- DATA SHOWN -
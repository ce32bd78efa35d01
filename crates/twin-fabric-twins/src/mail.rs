// twin-fabric-twins/src/mail.rs
// ============================================================================
// Module: Mail Twin
// Description: INBOX/OUTBOX mailbox with scenario-driven vendor replies.
// Purpose: Drive the quote-request loop that most workflows hinge on.
// Dependencies: serde, serde_json, twin-fabric-core, twin-fabric-world
// ============================================================================

//! ## Overview
//! Outbound mail to an address with a scenario reply rule schedules a vendor
//! reply onto the bus; the reply lands in INBOX on a later tick. Reply
//! timing comes from the rule when fixed, otherwise from a deterministic
//! 8–12 s draw through the call context.

// ============================================================================
// SECTION: Imports
// ============================================================================

use std::collections::BTreeMap;

use serde::Deserialize;
use serde::Serialize;
use serde_json::Value;
use serde_json::json;

use twin_fabric_core::FabricError;
use twin_fabric_core::FabricResult;
use twin_fabric_core::JsonMap;
use twin_fabric_core::MenuEntry;
use twin_fabric_core::ToolSpec;
use twin_fabric_core::TwinContext;
use twin_fabric_core::page;
use twin_fabric_world::Scenario;

use crate::ServiceName;
use crate::decode_args;
use crate::unknown_operation;

// ============================================================================
// SECTION: Entities
// ============================================================================

/// One mailbox message.
#[derive(Debug, Clone, Serialize, Deserialize)]
struct MailMessage {
    /// Stable id (`m1`, `m2`, …).
    id: String,
    /// Sender address.
    from: String,
    /// Recipient address.
    to: String,
    /// Subject line.
    subj: String,
    /// Body text.
    body_text: String,
    /// Optional headers.
    #[serde(skip_serializing_if = "Option::is_none")]
    headers: Option<Value>,
    /// Logical receive/send time.
    time_ms: u64,
    /// Folder (`INBOX` or `OUTBOX`).
    folder: String,
}

/// One canned vendor reply variant.
#[derive(Debug, Clone)]
struct ReplyVariant {
    /// Reply subject override.
    subj: Option<String>,
    /// Reply body.
    body_text: String,
    /// Fixed delay, when the scenario pins one.
    dt_ms: Option<u64>,
}

// ============================================================================
// SECTION: Requests
// ============================================================================

/// Arguments for `mail.list`.
#[derive(Debug, Deserialize)]
struct ListArgs {
    #[serde(default = "default_inbox")]
    folder: String,
    #[serde(default)]
    limit: Option<u64>,
    #[serde(default)]
    cursor: Option<String>,
    #[serde(default)]
    sort_dir: Option<String>,
    #[serde(default)]
    legacy: bool,
}

/// Arguments for `mail.open`.
#[derive(Debug, Deserialize)]
struct OpenArgs {
    id: String,
}

/// Arguments for `mail.compose`.
#[derive(Debug, Deserialize)]
struct ComposeArgs {
    to: String,
    subj: String,
    body_text: String,
}

/// Arguments for `mail.reply`.
#[derive(Debug, Deserialize)]
struct ReplyArgs {
    id: String,
    body_text: String,
}

/// Delivery payload for inbound mail.
#[derive(Debug, Deserialize)]
struct DeliveryPayload {
    from: String,
    subj: String,
    body_text: String,
    #[serde(default)]
    headers: Option<Value>,
    #[serde(default = "default_agent_address")]
    to: String,
}

fn default_inbox() -> String {
    "INBOX".to_string()
}

fn default_agent_address() -> String {
    "agent@fabric.local".to_string()
}

// ============================================================================
// SECTION: Twin
// ============================================================================

/// Deterministic mailbox twin.
#[derive(Debug)]
pub struct MailTwin {
    /// Messages keyed by id.
    messages: BTreeMap<String, MailMessage>,
    /// Next message id counter.
    seq: u64,
    /// Reply rules keyed by lowercased recipient address.
    reply_rules: BTreeMap<String, Vec<ReplyVariant>>,
}

impl MailTwin {
    /// Builds the mailbox and reply rules from the scenario.
    #[must_use]
    pub fn from_scenario(scenario: &Scenario) -> Self {
        let mut reply_rules: BTreeMap<String, Vec<ReplyVariant>> = BTreeMap::new();
        for (address, variants) in &scenario.vendor_reply_variants {
            reply_rules.insert(
                address.to_lowercase(),
                variants
                    .iter()
                    .map(|seed| ReplyVariant {
                        subj: seed.subj.clone(),
                        body_text: seed.body_text.clone(),
                        dt_ms: seed.dt_ms,
                    })
                    .collect(),
            );
        }
        // Vendors without explicit variants still answer with a quote.
        for vendor in &scenario.vendors {
            let address = vendor.contact_address().to_lowercase();
            reply_rules.entry(address).or_insert_with(|| {
                let mid = (vendor.price[0] + vendor.price[1]) / 2;
                vec![ReplyVariant {
                    subj: None,
                    body_text: format!(
                        "Thanks for the inquiry. {} can do ${mid} per unit. \
                         ETA {}-{} business days.",
                        vendor.name, vendor.eta_days[0], vendor.eta_days[1]
                    ),
                    dt_ms: None,
                }]
            });
        }
        Self {
            messages: BTreeMap::new(),
            seq: 1,
            reply_rules,
        }
    }

    /// Dispatches one mail operation.
    ///
    /// # Errors
    ///
    /// Returns `unknown_message` for bad ids and `unknown_operation` for
    /// unsupported operations.
    pub fn dispatch(
        &mut self,
        operation: &str,
        args: &JsonMap,
        ctx: &mut TwinContext<'_>,
    ) -> FabricResult<Value> {
        match operation {
            "list" => self.list(decode_args(args)?),
            "open" => self.open(&decode_args::<OpenArgs>(args)?),
            "compose" => self.compose(decode_args(args)?, ctx),
            "reply" => self.reply(decode_args(args)?, ctx),
            other => Err(unknown_operation(ServiceName::Mail, other)),
        }
    }

    /// Files an inbound message into INBOX.
    ///
    /// # Errors
    ///
    /// Returns `invalid_args` for payloads missing sender/subject/body.
    pub fn deliver(&mut self, payload: &Value, ctx: &mut TwinContext<'_>) -> FabricResult<Value> {
        let payload: DeliveryPayload = decode_args(
            payload
                .as_object()
                .ok_or_else(|| FabricError::invalid_args("mail delivery requires an object"))?,
        )?;
        let id = self.store(
            payload.from,
            payload.to,
            payload.subj,
            payload.body_text,
            payload.headers,
            ctx.now_ms,
            "INBOX",
        );
        Ok(json!({"id": id}))
    }

    fn list(&self, args: ListArgs) -> FabricResult<Value> {
        let folder = args.folder.trim().to_uppercase();
        let mut rows: Vec<Value> = self
            .messages
            .values()
            .filter(|message| message.folder == folder)
            .filter_map(|message| serde_json::to_value(message).ok())
            .collect();
        let descending = args.sort_dir.as_deref() == Some("desc");
        page::sort_rows(&mut rows, "time_ms", descending);
        if args.legacy && args.limit.is_none() && args.cursor.is_none() {
            return Ok(Value::Array(rows));
        }
        page::paginate(
            rows,
            "messages",
            args.limit,
            args.cursor.as_deref(),
            "invalid_cursor",
        )
    }

    fn open(&self, args: &OpenArgs) -> FabricResult<Value> {
        let message = self
            .messages
            .get(&args.id)
            .ok_or_else(|| unknown_message(&args.id))?;
        serde_json::to_value(message)
            .map_err(|err| FabricError::new("mail.serialization", err.to_string()))
    }

    fn compose(&mut self, args: ComposeArgs, ctx: &mut TwinContext<'_>) -> FabricResult<Value> {
        let id = self.store(
            default_agent_address(),
            args.to.clone(),
            args.subj.clone(),
            args.body_text,
            None,
            ctx.now_ms,
            "OUTBOX",
        );
        self.maybe_schedule_reply(&args.to, &args.subj, ctx);
        Ok(json!({"id": id}))
    }

    fn reply(&mut self, args: ReplyArgs, ctx: &mut TwinContext<'_>) -> FabricResult<Value> {
        let original = self
            .messages
            .get(&args.id)
            .ok_or_else(|| unknown_message(&args.id))?
            .clone();
        let subj = if original.subj.starts_with("Re: ") {
            original.subj.clone()
        } else {
            format!("Re: {}", original.subj)
        };
        let id = self.store(
            default_agent_address(),
            original.from.clone(),
            subj.clone(),
            args.body_text,
            None,
            ctx.now_ms,
            "OUTBOX",
        );
        self.maybe_schedule_reply(&original.from, &subj, ctx);
        Ok(json!({"id": id}))
    }

    /// Schedules a vendor reply when the recipient has a reply rule.
    fn maybe_schedule_reply(&mut self, to: &str, subj: &str, ctx: &mut TwinContext<'_>) {
        let Some(variants) = self.reply_rules.get(&to.trim().to_lowercase()) else {
            return;
        };
        if variants.is_empty() {
            return;
        }
        let index = if variants.len() > 1 {
            ctx.range_u64(0, (variants.len() - 1) as u64) as usize
        } else {
            0
        };
        let variant = &variants[index];
        let dt_ms = variant
            .dt_ms
            .unwrap_or_else(|| ctx.range_u64(8_000, 12_000));
        let reply_subj = variant
            .subj
            .clone()
            .unwrap_or_else(|| format!("Re: {subj}"));
        ctx.schedule(
            dt_ms,
            "mail",
            json!({
                "from": to,
                "subj": reply_subj,
                "body_text": variant.body_text,
            }),
        );
    }

    #[allow(clippy::too_many_arguments, reason = "Plain constructor for the message record.")]
    fn store(
        &mut self,
        from: String,
        to: String,
        subj: String,
        body_text: String,
        headers: Option<Value>,
        time_ms: u64,
        folder: &str,
    ) -> String {
        let id = format!("m{}", self.seq);
        self.seq += 1;
        self.messages.insert(
            id.clone(),
            MailMessage {
                id: id.clone(),
                from,
                to,
                subj,
                body_text,
                headers,
                time_ms,
                folder: folder.to_string(),
            },
        );
        id
    }

    /// Observation menu contribution: open entries for the first unread
    /// inbox messages.
    #[must_use]
    pub fn menu_entries(&self) -> Vec<MenuEntry> {
        let mut inbox: Vec<&MailMessage> = self
            .messages
            .values()
            .filter(|message| message.folder == "INBOX")
            .collect();
        inbox.sort_by_key(|message| (message.time_ms, message.id.clone()));
        inbox
            .iter()
            .take(5)
            .map(|message| {
                MenuEntry::new("mail.open", json!({"id": message.id}))
                    .with_hint(message.subj.clone())
            })
            .collect()
    }

    /// One-line summary for observations.
    #[must_use]
    pub fn summary(&self) -> String {
        let inbox = self
            .messages
            .values()
            .filter(|message| message.folder == "INBOX")
            .count();
        if inbox == 0 {
            "Mail: INBOX empty".to_string()
        } else {
            format!("Mail: INBOX {inbox} messages")
        }
    }

    /// Compact state digest.
    #[must_use]
    pub fn digest(&self) -> Value {
        json!({"message_count": self.messages.len(), "next_seq": self.seq})
    }
}
impl TicketsTwin {
    /// Seeds tickets from the scenario.
    #[must_use]
    pub fn from_scenario(scenario: &Scenario) -> Self {
        let mut tickets = BTreeMap::new();
        for (ticket_id, seed) in &scenario.tickets {
            let status = seed.status.clone().unwrap_or_else(|| "open".to_string());
            tickets.insert(
                ticket_id.clone(),
                Ticket {
                    ticket_id: ticket_id.clone(),
                    title: seed.title.clone(),
                    description: seed.description.clone().unwrap_or_default(),
                    assignee: seed.assignee.clone().unwrap_or_default(),
                    status: status.clone(),
                    priority: seed.priority.clone().unwrap_or_else(|| "P3".to_string()),
                    severity: seed
                        .severity
                        .clone()
                        .unwrap_or_else(|| "medium".to_string()),
                    labels: seed.labels.clone(),
                    comments: Vec::new(),
                    history: vec![HistoryEntry {
                        status,
                        time_ms: 0,
                        note: None,
                    }],
                    created_ms: 0,
                    updated_ms: 0,
                },
            );
        }
        let seq = seeded_seq(tickets.keys(), "TCK-");
        Self {
            tickets,
            seq,
            comment_seq: 1,
        }
    }

    /// Dispatches one tickets operation.
    ///
    /// # Errors
    ///
    /// Returns `unknown_ticket`, `invalid_transition`, `invalid_args`, or
    /// `unknown_operation`.
    pub fn dispatch(
        &mut self,
        operation: &str,
        args: &JsonMap,
        ctx: &mut TwinContext<'_>,
    ) -> FabricResult<Value> {
        match operation {
            "list" => self.list(decode_args(args)?),
            "get" => self.get(&decode_args::<GetArgs>(args)?),
            "create" => self.create(decode_args(args)?, ctx),
            "update" => self.update(decode_args(args)?, ctx),
            "transition" => self.transition(decode_args(args)?, ctx),
            "add_comment" => self.add_comment(decode_args(args)?, ctx),
            other => Err(unknown_operation(ServiceName::Tickets, other)),
        }
    }

    /// Applies a scheduled delivery: a known `ticket_id` with a `status`
    /// transitions, a known id without one updates fields, anything else
    /// creates.
    ///
    /// # Errors
    ///
    /// Returns `tickets.invalid_event` for payloads missing a create title.
    pub fn deliver(&mut self, payload: &Value, ctx: &mut TwinContext<'_>) -> FabricResult<Value> {
        let object = payload.as_object().ok_or_else(|| {
            FabricError::new("tickets.invalid_event", "payload must be an object")
        })?;
        let ticket_id = object.get("ticket_id").and_then(Value::as_str);
        if let Some(id) = ticket_id
            && self.tickets.contains_key(id)
        {
            if object.get("status").and_then(Value::as_str).is_some() {
                return self.transition(decode_args(object)?, ctx);
            }
            return self.update(decode_args(object)?, ctx);
        }
        if !object.contains_key("title") {
            return Err(FabricError::new(
                "tickets.invalid_event",
                "tickets delivery requires title for create",
            ));
        }
        let mut args = object.clone();
        args.remove("ticket_id");
        args.remove("status");
        self.create(decode_args(&args)?, ctx)
    }

    fn list(&self, args: ListArgs) -> FabricResult<Value> {
        let needle = args.query.as_deref().unwrap_or("").trim().to_lowercase();
        let wanted_priority = args.priority.as_deref().map(str::to_uppercase);
        let mut rows: Vec<Value> = self
            .tickets
            .values()
            .filter(|ticket| {
                args.status
                    .as_ref()
                    .is_none_or(|status| &ticket.status == status)
                    && args
                        .assignee
                        .as_ref()
                        .is_none_or(|assignee| &ticket.assignee == assignee)
                    && wanted_priority
                        .as_ref()
                        .is_none_or(|priority| &ticket.priority == priority)
                    && (needle.is_empty()
                        || ticket.title.to_lowercase().contains(&needle)
                        || ticket.description.to_lowercase().contains(&needle))
            })
            .filter_map(|ticket| serde_json::to_value(ticket).ok())
            .collect();
        let sort_field = match args.sort_by.as_deref() {
            Some(field @ ("created_ms" | "priority" | "title" | "status")) => field,
            _ => "updated_ms",
        };
        let descending = args.sort_dir.as_deref() != Some("asc");
        page::sort_rows(&mut rows, sort_field, descending);
        if args.legacy && args.limit.is_none() && args.cursor.is_none() {
            return Ok(Value::Array(rows));
        }
        page::paginate(
            rows,
            "tickets",
            args.limit,
            args.cursor.as_deref(),
            "invalid_cursor",
        )
    }

    fn get(&self, args: &GetArgs) -> FabricResult<Value> {
        let ticket = self
            .tickets
            .get(&args.ticket_id)
            .ok_or_else(|| unknown_ticket(&args.ticket_id))?;
        serde_json::to_value(ticket)
            .map_err(|err| FabricError::new("tickets.serialization", err.to_string()))
    }

    fn create(&mut self, args: CreateArgs, ctx: &mut TwinContext<'_>) -> FabricResult<Value> {
        let priority = normalize_priority(args.priority.as_deref().unwrap_or("P3"))?;
        let ticket_id = format!("TCK-{}", self.seq);
        self.seq += 1;
        self.tickets.insert(
            ticket_id.clone(),
            Ticket {
                ticket_id: ticket_id.clone(),
                title: args.title,
                description: args.description.unwrap_or_default(),
                assignee: args.assignee.unwrap_or_default(),
                status: "open".to_string(),
                priority,
                severity: args.severity.unwrap_or_else(|| "medium".to_string()),
                labels: args.labels,
                comments: Vec::new(),
                history: vec![HistoryEntry {
                    status: "open".to_string(),
                    time_ms: ctx.now_ms,
                    note: None,
                }],
                created_ms: ctx.now_ms,
                updated_ms: ctx.now_ms,
            },
        );
        Ok(json!({"ticket_id": ticket_id, "status": "open"}))
    }

    fn update(&mut self, args: UpdateArgs, ctx: &mut TwinContext<'_>) -> FabricResult<Value> {
        let priority = args
            .priority
            .as_deref()
            .map(normalize_priority)
            .transpose()?;
        let ticket = self
            .tickets
            .get_mut(&args.ticket_id)
            .ok_or_else(|| unknown_ticket(&args.ticket_id))?;
        if let Some(description) = args.description {
            ticket.description = description;
        }
        if let Some(assignee) = args.assignee {
            ticket.assignee = assignee;
        }
        if let Some(priority) = priority {
            ticket.priority = priority;
        }
        if let Some(severity) = args.severity {
            ticket.severity = severity;
        }
        if let Some(labels) = args.labels {
            ticket.labels = labels;
        }
        ticket.history.push(HistoryEntry {
            status: ticket.status.clone(),
            time_ms: ctx.now_ms,
            note: Some("fields".to_string()),
        });
        ticket.updated_ms = ticket.updated_ms.saturating_add(1).max(ctx.now_ms);
        Ok(json!({"ticket_id": args.ticket_id, "status": ticket.status}))
    }

    fn transition(&mut self, args: TransitionArgs, ctx: &mut TwinContext<'_>) -> FabricResult<Value> {
        let next = args.status.trim().to_lowercase();
        let ticket = self
            .tickets
            .get_mut(&args.ticket_id)
            .ok_or_else(|| unknown_ticket(&args.ticket_id))?;
        let allowed = TRANSITIONS
            .iter()
            .find(|(from, _)| *from == ticket.status)
            .map(|(_, to)| *to)
            .unwrap_or(&[]);
        if !allowed.contains(&next.as_str()) {
            return Err(FabricError::new(
                "invalid_transition",
                format!(
                    "cannot transition {} from {} to {next}",
                    args.ticket_id, ticket.status
                ),
            ));
        }
        ticket.status = next.clone();
        ticket.history.push(HistoryEntry {
            status: next.clone(),
            time_ms: ctx.now_ms,
            note: None,
        });
        ticket.updated_ms = ticket.updated_ms.saturating_add(1).max(ctx.now_ms);
        Ok(json!({"ticket_id": args.ticket_id, "status": next}))
    }

    fn add_comment(&mut self, args: AddCommentArgs, ctx: &mut TwinContext<'_>) -> FabricResult<Value> {
        let comment_id = format!("CMT-{:04}", self.comment_seq);
        self.comment_seq += 1;
        let ticket = self
            .tickets
            .get_mut(&args.ticket_id)
            .ok_or_else(|| unknown_ticket(&args.ticket_id))?;
        ticket.comments.push(Comment {
            id: comment_id.clone(),
            author: args.author,
            body: args.body,
            time_ms: ctx.now_ms,
        });
        ticket.updated_ms = ticket.updated_ms.saturating_add(1).max(ctx.now_ms);
        Ok(json!({
            "ticket_id": args.ticket_id,
            "comment_id": comment_id,
            "comment_count": ticket.comments.len(),
        }))
    }

    /// Observation menu contribution.
    #[must_use]
    pub fn menu_entries(&self) -> Vec<MenuEntry> {
        if self.tickets.is_empty() {
            Vec::new()
        } else {
            vec![MenuEntry::new("tickets.list", json!({}))]
        }
    }

    /// One-line summary for observations.
    #[must_use]
    pub fn summary(&self) -> String {
        let open = self
            .tickets
            .values()
            .filter(|ticket| ticket.status != "closed")
            .count();
        format!("Tickets: {} open of {}", open, self.tickets.len())
    }

    /// Compact state digest.
    #[must_use]
    pub fn digest(&self) -> Value {
        let mut by_status: BTreeMap<&str, u64> = BTreeMap::new();
        for ticket in self.tickets.values() {
            *by_status.entry(ticket.status.as_str()).or_insert(0) += 1;
        }
        json!({
            "ticket_count": self.tickets.len(),
            "by_status": by_status,
            "next_seq": self.seq,
        })
    }
}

- TASK DIRECTIONS -
Count each line of the entries that holds the word "medium", then state the total and nothing more.

- RESULT FOR THIS EXERCISE -
2